Chronic underfunding of Nigeria’s tertiary institutions, particularly, those owned by the federal and the state governments, has been identified as the most fundamental factor promoting systemic corruption in the Nigeria’s Higher Education System.
The Provost, Anti-Corruption Academy of Nigeria (ACAN), Professor Olusola Akinrinade made this known while delivering the Convocation Lecture for the 28th / 29th combined Convocation Ceremonies of Olabisi Onabanjo University, Ago-Iwoye.
The Convocation Lecture entitled ‘The Integrity Imperative in Nigerian Higher Education: Towards Creating a New Normal’ took place on Friday, 31st January, 2020 at Otunba Gbenga Daniel Lecture Theatre.
While noting that corruption is by no means a peculiar phenomenon to Nigerian Ivory Towers, and can, as it is in other climes, be rightfully perceived as a reflection of the society. Prof. Akinrinade said it was nonetheless imperative to take concrete steps to address it because of its grave implications on the integrity and character components of the certification process.
He noted: “Corruption in any form is destructive to good governance and overall welfare of society. Corruption in the education sector is even more calamitous in terms of its negative impact on society.
“When the system is corrupted, public trust in higher education is greatly undermined, quality is compromised, values are distorted and unqualified young professionals are released into the political and economic life of the society.”
Akinrinade identified, based on a research he said was conducted in 2012, some education sector-specific areas where corruption was manifested. These included admissions, enrolment and registration of courses; examination administration and award of degrees; teaching and learning services and facilities; research and research administration; appointments, promotion and discipline of staff; and departmental administration and faculty governance.
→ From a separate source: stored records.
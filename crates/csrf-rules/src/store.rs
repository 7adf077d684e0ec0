use std::sync::atomic::{AtomicU64, Ordering};
use std::sync::Arc;

use arc_swap::ArcSwap;
use once_cell::sync::OnceCell;
use tracing::info;

use crate::loader::{load_rules, ConfigProvider};
use crate::model::CsrfRuleSet;

static GLOBAL_RULES: OnceCell<Arc<CsrfRuleStore>> = OnceCell::new();

/// Process-wide holder of the current rule snapshot.
///
/// Readers take a cheap `Arc` of the snapshot; `reload` builds a fresh set
/// off to the side and publishes it with a single atomic swap.
pub struct CsrfRuleStore {
    current: ArcSwap<CsrfRuleSet>,
    revision: AtomicU64,
}

impl CsrfRuleStore {
    pub fn new(rules: CsrfRuleSet) -> Self {
        Self {
            current: ArcSwap::from_pointee(rules),
            revision: AtomicU64::new(1),
        }
    }

    pub fn from_provider(provider: &dyn ConfigProvider) -> Self {
        Self::new(load_rules(provider))
    }

    pub fn global() -> Arc<CsrfRuleStore> {
        Arc::clone(GLOBAL_RULES.get_or_init(|| Arc::new(CsrfRuleStore::new(CsrfRuleSet::new()))))
    }

    pub fn snapshot(&self) -> Arc<CsrfRuleSet> {
        self.current.load_full()
    }

    pub fn revision(&self) -> u64 {
        self.revision.load(Ordering::Acquire)
    }

    pub fn is_exempt(&self, url: &str) -> bool {
        self.current.load().is_exempt(url)
    }

    /// Publishes a fully built rule set and returns the new revision.
    pub fn replace(&self, rules: CsrfRuleSet) -> u64 {
        let count = rules.len();
        self.current.store(Arc::new(rules));
        let revision = self.revision.fetch_add(1, Ordering::AcqRel) + 1;
        info!(revision, rules = count, "csrf rule snapshot published");
        revision
    }

    pub fn reload(&self, provider: &dyn ConfigProvider) -> u64 {
        self.replace(load_rules(provider))
    }
}

impl Default for CsrfRuleStore {
    fn default() -> Self {
        Self::new(CsrfRuleSet::new())
    }
}
//! Authorization-gated dispatch of Speak requests.
//!
//! An inbound call is resolved to a registered handler method, checked
//! against the anti-CSRF rules, the session ticket and the method's declared
//! [`AuthzPolicy`], and only then invoked. Every exit path produces one JSON
//! [`Response`](speak_core_types::Response) body.

pub mod antiforgery;
pub mod args;
pub mod authz;
pub mod bootstrap;
pub mod dispatcher;
pub mod errors;
pub mod http;
pub mod ports;
pub mod registry;
pub mod trace;
pub mod translate;

pub use antiforgery::DoubleSubmitValidator;
pub use args::{QueryArgsResolver, DEFAULT_ROUTE_PREFIX};
pub use authz::{AuthResult, AuthorizationGate};
pub use bootstrap::GatewayBootstrap;
pub use dispatcher::{decode_body, Dispatcher, FATAL_ERROR_KEY, GENERIC_ERROR_KEY};
pub use errors::{DispatchError, ForgeryError, HandlerError, HandlerResult};
pub use http::{router, BufferedSink, GatewayState};
pub use ports::{
    AntiForgery, CallerResolver, DenyAllItems, ItemPermissions, KeyTranslator,
    RequestArgsResolver, RequestRepository, ResponseSink, TicketValidator, Translator,
};
pub use registry::{
    AuthzPolicy, HandlerEntry, HandlerRegistry, ItemPermission, MethodDescriptor,
    RoleRequirement, DEFAULT_METHOD,
};
pub use trace::GateTracer;
pub use translate::DictionaryTranslator;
He argued that where academic institutions were congenitally short of money and under great pressure to admit students, there would be an increased likelihood for corruption. The convocation lecturer further stated that faculty and administrators might be looking for ways to supplement woefully inadequate salaries in societies lacking other opportunities for employment. Akinrinade, therefore, submitted that many Universities currently facing difficult financial circumstances are more exposed to the lures of academic corruption.
He, however, contended that chronic, unaddressed funding problem was at the heart of the corruption in the system.
Institutions that lacked the required manpower and facilities, he argued, were prone to the temptation of cheating on accreditation by indulging in “what they consider necessary and in the best interest of their students, departments and of their institutions because it is an open embarrassment that affects the public rating of institutions when their programmes and departments fail accreditation.”
The Provost stated further that institutions cheated on accreditation not because they wanted to but simply because they lacked the resources and infrastructure to meet the requirements. He added that in most state and private Universities, funds were only released, if at all, when the institutions were facing accreditation.
According to him, that would be the time departments would be hurriedly making purchases of equipment and facilities that were required to meet the minimum standards. He, however, pointed out that the purpose of accreditation was to assess the facilities and personnel that were in place and in use when students were taught not what they newly acquired.
Therefore, Akinrinade concluded that there exist a high level collaboration between Universities, departments, their personnel and indeed the accreditors, at times, with the intention of cheating on the system.